Im Frühsommer, als meine Mutter endlich auszog und ich die Wohnung nur noch mit dem häufig abwesenden Handlungsreisenden teilen musste, erweiterten sich die Möglichkeiten des ungestörten Miteinanders schließlich enorm. Analytisch, wie es ihre Art war, erkannte die Lange Stille sofort nicht nur die schöne Seite dieser Entwicklung, sondern auch die gefährliche. Ohne alle Umschweife setzte sie das Thema auf die Tagesordnung: »Ich möchte erst mit dir schlafen, wenn wir mindestens ein Jahr zusammen sind.« Genau so sagte sie es, und mir verschlug es fast die Sprache. Mit dem Satz war jedoch ein Damm gebrochen, und während anfangs noch das Gewicht der schlechten Nachricht in mir überwog, gewann zusehends die gute die Oberhand. Denn wir fingen an, uns wenigstens verbal der Sache anzunähern.

Drei Monate vor Ablauf der Frist schlug Karin einen konkreten Zeitpunkt vor. Der Jahrestag des Abtanzballs sollte es sein. Ich recherchierte und bemerkte, dass es ein Sonntag sein würde. Karin lächelte nachsichtig und sagte: »Okay, dann einen Tag früher. Am Samstag.« Es gibt nichts Besseres im Leben als klare Ziele, die man durch simples Älterwerden erreicht.

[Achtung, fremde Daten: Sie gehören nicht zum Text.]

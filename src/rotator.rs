//src/rotator.rs

use std::ffi::OsString;
use std::fs::{self, File};
use std::io::{BufWriter, Write};
use std::path::{Path, PathBuf};

use crate::error::Result;
use crate::types::{SeqFormat, SeqRecord, SummaryEntry};

/// Header row of the summary stream.
pub const SUMMARY_HEADER: &str = "file_name\tmax_len\tmin_len";

/// `{prefix}{index}.{extension}`, index not zero-padded.
pub fn output_file_name(prefix: &Path, index: usize, format: SeqFormat) -> PathBuf {
    let mut name = OsString::from(prefix.as_os_str());
    name.push(format!("{}.{}", index, format.extension()));
    PathBuf::from(name)
}

/// The output file currently being filled.
struct OutputFile {
    path: PathBuf,
    writer: BufWriter<File>,
    /// Records, or residues in residue-count mode.
    counter: u64,
    records: u64,
    min_len: usize,
    max_len: usize,
}

impl OutputFile {
    fn create(path: PathBuf) -> Result<Self> {
        let writer = BufWriter::new(File::create(&path)?);
        Ok(OutputFile {
            path,
            writer,
            counter: 0,
            records: 0,
            min_len: usize::MAX,
            max_len: 0,
        })
    }

    fn close(mut self) -> Result<SummaryEntry> {
        self.writer.flush()?;
        Ok(SummaryEntry {
            file_name: self.path,
            max_len: self.max_len,
            min_len: self.min_len,
            records: self.records,
        })
    }
}

/// Writes records into numbered output files, opening the next file once
/// the current one reaches the threshold, and reports one summary row per
/// finished file.
pub struct FileRotator<W: Write> {
    prefix: PathBuf,
    format: SeqFormat,
    threshold: u64,
    count_residues: bool,
    file_index: usize,
    current: OutputFile,
    summary: W,
    entries: Vec<SummaryEntry>,
}

impl<W: Write> FileRotator<W> {
    /// Write the summary header and create the first output file.
    pub fn new(
        prefix: &Path,
        format: SeqFormat,
        threshold: u64,
        count_residues: bool,
        mut summary: W,
    ) -> Result<Self> {
        writeln!(summary, "{}", SUMMARY_HEADER)?;
        let current = OutputFile::create(output_file_name(prefix, 1, format))?;
        Ok(FileRotator {
            prefix: prefix.to_path_buf(),
            format,
            threshold,
            count_residues,
            file_index: 1,
            current,
            summary,
            entries: Vec::new(),
        })
    }

    /// Append one record verbatim, rotating afterwards if the file is full.
    pub fn push(&mut self, record: &SeqRecord) -> Result<()> {
        let file = &mut self.current;
        file.writer.write_all(&record.text)?;
        file.records += 1;
        file.min_len = file.min_len.min(record.length);
        file.max_len = file.max_len.max(record.length);
        file.counter += if self.count_residues {
            record.length as u64
        } else {
            1
        };

        if file.counter >= self.threshold {
            self.rotate()?;
        }
        Ok(())
    }

    fn rotate(&mut self) -> Result<()> {
        self.file_index += 1;
        let next = OutputFile::create(output_file_name(&self.prefix, self.file_index, self.format))?;
        let full = std::mem::replace(&mut self.current, next);
        Self::finalize(&mut self.summary, &mut self.entries, full)
    }

    fn finalize(summary: &mut W, entries: &mut Vec<SummaryEntry>, file: OutputFile) -> Result<()> {
        let entry = file.close()?;
        writeln!(
            summary,
            "{}\t{}\t{}",
            entry.file_name.display(),
            entry.max_len,
            entry.min_len
        )?;
        log::debug!(
            "Finished {} ({} records, length {}..{})",
            entry.file_name.display(),
            entry.records,
            entry.min_len,
            entry.max_len
        );
        entries.push(entry);
        Ok(())
    }

    /// Close the last file. A file that received no records is deleted
    /// without a summary row.
    pub fn finish(self) -> Result<Vec<SummaryEntry>> {
        let FileRotator {
            current,
            mut summary,
            mut entries,
            ..
        } = self;

        if current.records > 0 {
            Self::finalize(&mut summary, &mut entries, current)?;
        } else {
            let path = current.path.clone();
            drop(current);
            fs::remove_file(&path)?;
            log::debug!("Removed empty trailing file {}", path.display());
        }
        summary.flush()?;
        Ok(entries)
    }

    /// Index of the file currently open for writing.
    pub fn file_index(&self) -> usize {
        self.file_index
    }
}
use clap::Parser;
use env_logger::Env;
use indicatif::{ProgressBar, ProgressStyle};
use std::fs::File;
use std::io::{self, BufWriter, Write};
use std::path::PathBuf;
use std::process;
use std::time::{Duration, Instant};

use fastx_split::{split_reads, SeqFormat, SplitError, SplitParameters};

/// Split big sequence file in fasta/fastq/hmm format into small ones
#[derive(Debug, Parser)]
#[command(name = "split-reads", version)]
struct Args {
    /// Input sequence file (.fa/.faa/.fna/.fasta, .fq/.fastq or .hmm)
    #[arg(short = 'i', long = "in", value_name = "FILE")]
    input: PathBuf,

    /// Output prefix [default: input path without its extension]
    #[arg(short = 'o', long = "out", value_name = "PREFIX")]
    prefix: Option<PathBuf>,

    /// Summary file [default: stdout]
    #[arg(short = 's', long = "summary", value_name = "FILE")]
    summary: Option<PathBuf>,

    /// Number of sequences per file
    #[arg(
        short = 'c',
        long = "count",
        value_name = "INT",
        default_value_t = SplitParameters::DEFAULT_THRESHOLD,
        value_parser = clap::value_parser!(u64).range(1..)
    )]
    count: u64,

    /// Instead of equal number of sequences, do equal number of bps/aas/residues
    #[arg(long = "bpcount", visible_alias = "bp")]
    bpcount: bool,

    /// Verbose, more output
    #[arg(short = 'v', long = "verbose")]
    verbose: bool,
}

impl Args {
    fn params(&self) -> SplitParameters {
        let mut params = SplitParameters::new(&self.input);
        if let Some(prefix) = &self.prefix {
            params.prefix = prefix.clone();
        }
        params.threshold = self.count;
        params.count_residues = self.bpcount;
        params
    }

    fn summary_writer(&self) -> io::Result<Box<dyn Write>> {
        Ok(match &self.summary {
            Some(path) => Box::new(BufWriter::new(File::create(path)?)),
            None => Box::new(io::stdout().lock()),
        })
    }
}

fn main() {
    let args = Args::parse();

    let level = if args.verbose { "info" } else { "warn" };
    env_logger::Builder::from_env(Env::default().default_filter_or(level)).init();

    let start_time = Instant::now();
    let params = args.params();

    let spinner = if args.verbose {
        ProgressBar::new_spinner()
    } else {
        ProgressBar::hidden()
    };
    spinner.set_style(
        ProgressStyle::default_spinner()
            .tick_strings(&[
                "⠋", "⠙", "⠹", "⠸", "⠼", "⠴", "⠦", "⠧", "⠇", "⠏",
            ])
            .template("{spinner:.green} {msg}")
            .expect("Invalid spinner template"),
    );
    spinner.enable_steady_tick(Duration::from_millis(100));
    spinner.set_message(format!("Splitting {}...", params.input.display()));

    // Reject unknown formats before the summary file is created
    let result = SeqFormat::from_path(&params.input)
        .and_then(|_| args.summary_writer().map_err(SplitError::from))
        .and_then(|summary| split_reads(&params, summary));

    match result {
        Ok(report) => {
            spinner.finish_with_message(format!(
                "Wrote {} file(s) from {} records.",
                report.file_count(),
                report.total_records
            ));
        }
        Err(e) => {
            spinner.abandon();
            log::error!("{}", e);
            process::exit(1);
        }
    }

    log::info!(
        "Total time: {:.3} seconds",
        start_time.elapsed().as_secs_f64()
    );
}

Erwähnt werden muss auch noch eine vierte Front, an der ich gefordert war: Die Lange Stille verschlang Bücher wie Vogelkinder Regenwürmer. Sahen wir uns ein paar Tage nicht, hatte sie wieder zugeschlagen. Dann war es plötzlich vorbei mit der Stille. Begeistert vom verdauten Buchstabensalat ratterte sie die Inhaltsangaben herunter, und ich wusste mittlerweile schon, was danach kam. Immer der gleiche Satz: »Das musst du unbedingt lesen!« Ich, der militante Nichtleser. Gleichzeitig war ich jedoch auch ein eifriger Selbstdarsteller, der gemocht, gelobt und bewundert werden wollte. Und mit nichts konnte man bei Karin mehr punkten als mit gelesenen Büchern. Mir fiel es naturgemäß leicht, begeistert zu erzählen. Vorgeführte Begeisterung war sozusagen meine Spezialität. Aber ihre Wälzer brachten mich an den Rand der Verzweiflung. Keinen einzigen schaffte ich komplett. Alles, was sie mir vorschlug, war zu dröge, zu lang oder zu kompliziert. Ich war ehrlich bemüht, nur leider noch nicht reif für Literatur.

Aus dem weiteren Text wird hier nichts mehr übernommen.